Clearly the composition of the High Court has changed, bringing with it perhaps a different attitude to the role of the separation of powers as a bulwark against the excessive use of Executive power. Another change might be in the attitude of the Court to the status of aliens in the community. The first sentence of the majority judgment in Lim states in part that 'an alien within this country, whether lawfully or unlawfully, is not an outlaw'.[14] This is in contrast to the approach of a number of judges in AI-Kateb who emphasised the lack of rights of aliens to reside in Australia. McHugh J drew heavily on an analogy between the detention of aliens and the detention of prisoners-of-war[15] and people considered to be a threat to the security of the country during war time, [16] and coined the phrase 'protective' detention, with protection being that of the Australian community from the alien. Callinan J compared the detention of unlawful non-citizens with 'arrest and detention pending trial, detention of the mentally ill or infectiously diseased'.[17]

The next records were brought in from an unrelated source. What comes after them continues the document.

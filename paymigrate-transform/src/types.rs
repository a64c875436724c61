//! Migration types and core data structures
//!
//! Requests and responses exchanged with the code transformer, per-endpoint
//! results, persisted history records and bulk aggregates.

use crate::validation::ValidationOutcome;
use chrono::{DateTime, Utc};
use paymigrate_core::content_hash_bytes;
use paymigrate_core::models::{EndpointType, Language};
use serde::{Deserialize, Serialize};
use similar::{DiffTag, TextDiff};

/// Phases of a single endpoint migration
#[derive(Debug, Clone, Copy, PartialEq, Eq, Hash, Serialize, Deserialize)]
#[serde(rename_all = "snake_case")]
pub enum MigrationPhase {
    Analyzing,
    Generating,
    Validating,
    Applying,
    Complete,
    /// Terminal state reachable from every other phase
    Failed,
}

impl MigrationPhase {
    pub fn as_str(&self) -> &'static str {
        match self {
            MigrationPhase::Analyzing => "analyzing",
            MigrationPhase::Generating => "generating",
            MigrationPhase::Validating => "validating",
            MigrationPhase::Applying => "applying",
            MigrationPhase::Complete => "complete",
            MigrationPhase::Failed => "failed",
        }
    }

    pub fn is_terminal(&self) -> bool {
        matches!(self, MigrationPhase::Complete | MigrationPhase::Failed)
    }
}

impl std::fmt::Display for MigrationPhase {
    fn fmt(&self, f: &mut std::fmt::Formatter<'_>) -> std::fmt::Result {
        f.write_str(self.as_str())
    }
}

/// One progress notification
#[derive(Debug, Clone, PartialEq, Eq, Serialize, Deserialize)]
pub struct MigrationProgress {
    pub phase: MigrationPhase,
    /// 0 to 100
    pub percent: u8,
    pub message: String,
}

/// Progress observer invoked on every phase transition
pub type ProgressCallback<'a> = &'a mut (dyn FnMut(&MigrationProgress) + Send);

/// Request handed to the external code transformer
#[derive(Debug, Clone, PartialEq, Serialize, Deserialize)]
pub struct TransformationRequest {
    /// Original snippet, exactly as detected
    pub code: String,
    pub language: Language,
    pub endpoint_type: EndpointType,
    /// Flattened field-mapping rules
    pub mapping_rules: Vec<String>,
    /// Lines around the snippet
    pub surrounding_code: String,
}

/// Transformer reply
#[derive(Debug, Clone, PartialEq, Serialize, Deserialize)]
pub struct TransformationResponse {
    pub success: bool,
    #[serde(default)]
    pub code: Option<String>,
    /// Transformer's own confidence, if it reports one
    #[serde(default)]
    pub confidence: Option<f64>,
    #[serde(default)]
    pub error: Option<String>,
}

impl TransformationResponse {
    pub fn success(code: impl Into<String>, confidence: Option<f64>) -> Self {
        Self {
            success: true,
            code: Some(code.into()),
            confidence,
            error: None,
        }
    }

    pub fn failure(error: impl Into<String>) -> Self {
        Self {
            success: false,
            code: None,
            confidence: None,
            error: Some(error.into()),
        }
    }
}

/// Line-level change counts between two snippets
#[derive(Debug, Clone, Copy, Default, PartialEq, Eq, Serialize, Deserialize)]
pub struct LineDiff {
    pub added: usize,
    pub removed: usize,
    /// Lines replaced in place
    pub modified: usize,
}

impl LineDiff {
    pub fn compute(original: &str, migrated: &str) -> Self {
        let diff = TextDiff::from_lines(original, migrated);
        let mut line_diff = LineDiff::default();

        for op in diff.ops() {
            let old_len = op.old_range().len();
            let new_len = op.new_range().len();
            match op.tag() {
                DiffTag::Equal => {}
                DiffTag::Insert => line_diff.added += new_len,
                DiffTag::Delete => line_diff.removed += old_len,
                DiffTag::Replace => {
                    line_diff.modified += old_len.min(new_len);
                    line_diff.added += new_len.saturating_sub(old_len);
                    line_diff.removed += old_len.saturating_sub(new_len);
                }
            }
        }
        line_diff
    }

    pub fn is_empty(&self) -> bool {
        self.added == 0 && self.removed == 0 && self.modified == 0
    }
}

/// Metadata attached to every migration attempt
#[derive(Debug, Clone, PartialEq, Serialize, Deserialize)]
pub struct MigrationMetadata {
    pub migration_id: String,
    pub endpoint_type: EndpointType,
    /// Field-coverage confidence in [0, 1]
    pub confidence: f64,
    pub elapsed_ms: u64,
    pub file_path: String,
    pub line_number: usize,
    #[serde(default)]
    pub backup_id: Option<String>,
}

/// Outcome of one endpoint migration
#[derive(Debug, Clone, PartialEq, Serialize, Deserialize)]
pub struct MigrationResult {
    pub success: bool,
    pub original_code: String,
    /// Empty when generation failed
    pub migrated_code: String,
    pub diff: LineDiff,
    #[serde(default)]
    pub validation: Option<ValidationOutcome>,
    pub metadata: MigrationMetadata,
    #[serde(default)]
    pub error: Option<String>,
}

impl MigrationResult {
    /// Whether the validator asked for human review
    pub fn review_required(&self) -> bool {
        self.validation.as_ref().is_some_and(|v| v.review_required)
    }
}

/// Pre-migration file content kept for rollback
#[derive(Debug, Clone, PartialEq, Eq, Serialize, Deserialize)]
#[serde(rename_all = "camelCase")]
pub struct RollbackPayload {
    /// File text; lossily decoded when the file is not valid UTF-8
    pub original_content: String,
    /// xxh3 of the exact original bytes
    pub content_hash: String,
    /// Exact bytes, only for files that are not valid UTF-8
    #[serde(default, skip_serializing_if = "Option::is_none")]
    pub original_bytes: Option<Vec<u8>>,
}

impl RollbackPayload {
    /// Capture a file's bytes so they can be written back exactly
    pub fn capture(bytes: Vec<u8>) -> Self {
        let content_hash = content_hash_bytes(&bytes);
        match String::from_utf8(bytes) {
            Ok(original_content) => Self {
                original_content,
                content_hash,
                original_bytes: None,
            },
            Err(e) => Self {
                original_content: String::from_utf8_lossy(e.as_bytes()).into_owned(),
                content_hash,
                original_bytes: Some(e.into_bytes()),
            },
        }
    }

    /// The bytes a rollback writes
    pub fn bytes(&self) -> &[u8] {
        self.original_bytes
            .as_deref()
            .unwrap_or_else(|| self.original_content.as_bytes())
    }
}

/// Persisted record of one migration attempt
#[derive(Debug, Clone, PartialEq, Serialize, Deserialize)]
#[serde(rename_all = "camelCase")]
pub struct MigrationHistoryEntry {
    pub id: String,
    pub timestamp: DateTime<Utc>,
    pub file_path: String,
    pub line_number: usize,
    pub endpoint_type: EndpointType,
    pub original_code: String,
    pub migrated_code: String,
    pub success: bool,
    #[serde(default)]
    pub error: Option<String>,
    /// Always present on successful entries
    #[serde(default)]
    pub rollback: Option<RollbackPayload>,
}

/// Options for a single migration
#[derive(Debug, Clone, Copy, Default, PartialEq, Eq, Serialize, Deserialize)]
pub struct MigrationOptions {
    /// Run the response validator on the generated code
    pub validate: bool,
    /// Back up the file before applying
    pub create_backup: bool,
}

/// Policy knobs for a bulk run
#[derive(Debug, Clone, Copy, Default, PartialEq, Eq, Serialize, Deserialize)]
pub struct BulkMigrationOptions {
    pub validate_after_migration: bool,
    /// Back up each distinct file once, before its first migration
    pub create_backup: bool,
    /// Abort on the first failure instead of collecting it
    pub stop_on_error: bool,
}

/// A failed endpoint within a bulk run
#[derive(Debug, Clone, PartialEq, Eq, Serialize, Deserialize)]
pub struct BulkFailure {
    pub endpoint_id: String,
    pub file_path: String,
    pub line_number: usize,
    pub error: String,
}

#[derive(Debug, Clone, Default, PartialEq, Serialize, Deserialize)]
pub struct BulkSummary {
    pub elapsed_ms: u64,
    /// Mean field-coverage confidence of successful migrations
    pub average_confidence: f64,
    pub files_touched: usize,
}

/// Result of a live smoke test against the target API
#[derive(Debug, Clone, PartialEq, Eq, Serialize, Deserialize)]
pub struct LiveValidationReport {
    pub migration_id: String,
    pub passed: bool,
    pub message: String,
}

/// Aggregate outcome of a bulk run
#[derive(Debug, Clone, Default, PartialEq, Serialize, Deserialize)]
pub struct BulkMigrationResult {
    /// True iff no endpoint failed
    pub success: bool,
    pub total_endpoints: usize,
    pub successful_migrations: usize,
    pub failed_migrations: usize,
    pub results: Vec<MigrationResult>,
    pub errors: Vec<BulkFailure>,
    pub summary: BulkSummary,
    /// Stopped early by cancellation
    pub cancelled: bool,
    pub sample_validations: Vec<LiveValidationReport>,
}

The comparisons drawn suggest a very different attitude to aliens. One that is, perhaps, more conscious of a fear of invasion, and a threat of terrorism just beyond the Australian shores. It is such fears that compel legislatures to confer ever greater powers on the Executive to expel aliens from the border or to detain them. These measures may have democratic support in times of heightened fear, and therefore, an inflated sense of legitimacy. But it is precisely at such times, when governments use punitive measures in response to community fears, that we rely on the vigilance of the courts to determine the limits of lawful executive action. It is hard to accept that in times of peace it can be constitutional to hold aliens in indefinite detention outside any judicial process of judgment and punishment when they have committed no crime in Australia other than to enter the country without a visa.

REFERENCES


[*] ALEX REILLY teaches law at Macquarie University.

© 2004 Alex Reilly

email: alex.reilly@law.mq.edu.au

[1] [2001] FCA 1329; 110 FCR 491.

[2] [2004] HCA 37

[3] [2004] HCA 36

[4] (1992) 176 CLR 1

[5] Ibid 27 (Brennan, Dawson and Deane JJ)

[6] Ibid 27

[7] Ibid 29.

[8] AI-Kateb [2004] HCA 37 [139]

[9] Lim (1992) 176 CLR 1, 32

[10] Al-Kateb [2004] HCA 37 [212].

[11] Ibid [44] (McHugh J), [291] (Callinan J) [4] (Gleeson CJ).

[12] Ibid [258] (Hayne J).

[13] Ibid [1.40] (Gummow J)

[14] Lim (1992) 176 CLR 1, 19.

[15] AI-Kateb [2004] HCA 37 [47].

[16] Ibid [55]-[61].

[17] Ibid [287].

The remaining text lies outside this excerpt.